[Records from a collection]

* * * * * * *

//! Shared utility functions.

use serde_json::{Map, Value};

/// Truncate a string to approximately `max_bytes` without splitting a UTF-8
/// character boundary.
///
/// Returns a sub-slice of the original string. If the string is shorter than
/// `max_bytes`, the entire string is returned unchanged.
pub fn truncate_str(s: &str, max_bytes: usize) -> &str {
    if s.len() <= max_bytes {
        return s;
    }
    let mut end = max_bytes;
    while end > 0 && !s.is_char_boundary(end) {
        end -= 1;
    }
    &s[..end]
}

/// Extract the outermost `{...}` JSON object from free text.
///
/// LLM replies often wrap JSON in prose or code fences; the span from the
/// first `{` to the last `}` is tried.
pub fn extract_json_object(text: &str) -> Option<Map<String, Value>> {
    let start = text.find('{')?;
    let end = text.rfind('}')?;
    if end < start {
        return None;
    }
    match serde_json::from_str::<Value>(&text[start..=end]) {
        Ok(Value::Object(map)) => Some(map),
        _ => None,
    }
}

/// Extract the outermost `[...]` JSON array from free text.
pub fn extract_json_array(text: &str) -> Option<Vec<Value>> {
    let start = text.find('[')?;
    let end = text.rfind(']')?;
    if end < start {
        return None;
    }
    match serde_json::from_str::<Value>(&text[start..=end]) {
        Ok(Value::Array(items)) => Some(items),
        _ => None,
    }
}
//! Composite progress notifier that fans out to multiple notifiers.
//!
//! Used to fan classification events out to the progress bars and the
//! grouping report writer at the same time.

use super::progress::ClassificationProgress;
use ecogroup_domain::Rank;

/// A progress notifier that delegates to multiple inner notifiers.
///
/// Uses borrowed references with a lifetime parameter so both owned and
/// borrowed notifiers can be composed without wrapper types.
pub struct CompositeProgress<'a> {
    delegates: Vec<&'a dyn ClassificationProgress>,
}

impl<'a> CompositeProgress<'a> {
    pub fn new(delegates: Vec<&'a dyn ClassificationProgress>) -> Self {
        Self { delegates }
    }
}

/// Macro to delegate a method call to all inner notifiers.
macro_rules! delegate {
    ($self:ident, $method:ident $(, $arg:expr)*) => {
        for d in &$self.delegates {
            d.$method($($arg),*);
        }
    };
}

impl ClassificationProgress for CompositeProgress<'_> {
    fn on_rank_start(&self, rank: Rank, taxa: usize, chunks: usize) {
        delegate!(self, on_rank_start, rank, taxa, chunks);
    }

    fn on_chunk_complete(&self, rank: Rank, taxa: usize, success: bool) {
        delegate!(self, on_chunk_complete, rank, taxa, success);
    }

    fn on_rank_complete(&self, rank: Rank, assigned: usize, resolved: usize) {
        delegate!(self, on_rank_complete, rank, assigned, resolved);
    }

    fn on_assignment(&self, taxon: &str, group: &str, rank: Rank) {
        delegate!(self, on_assignment, taxon, group, rank);
    }

    fn on_new_group(&self, group: &str, forced: bool) {
        delegate!(self, on_new_group, group, forced);
    }
}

* * * * * * *

ASSIGNMENT | From the line containing "for d in &$self.delegates" down to the last line of the data, transcribe every line exactly; nothing else should appear.

TASK ANSWER |
        for d in &$self.delegates {
            d.$method($($arg),*);
        }
    };
}

impl ClassificationProgress for CompositeProgress<'_> {
    fn on_rank_start(&self, rank: Rank, taxa: usize, chunks: usize) {
        delegate!(self, on_rank_start, rank, taxa, chunks);
    }

    fn on_chunk_complete(&self, rank: Rank, taxa: usize, success: bool) {
        delegate!(self, on_chunk_complete, rank, taxa, success);
    }

    fn on_rank_complete(&self, rank: Rank, assigned: usize, resolved: usize) {
        delegate!(self, on_rank_complete, rank, assigned, resolved);
    }

    fn on_assignment(&self, taxon: &str, group: &str, rank: Rank) {
        delegate!(self, on_assignment, taxon, group, rank);
    }

    fn on_new_group(&self, group: &str, forced: bool) {
        delegate!(self, on_new_group, group, forced);
    }
}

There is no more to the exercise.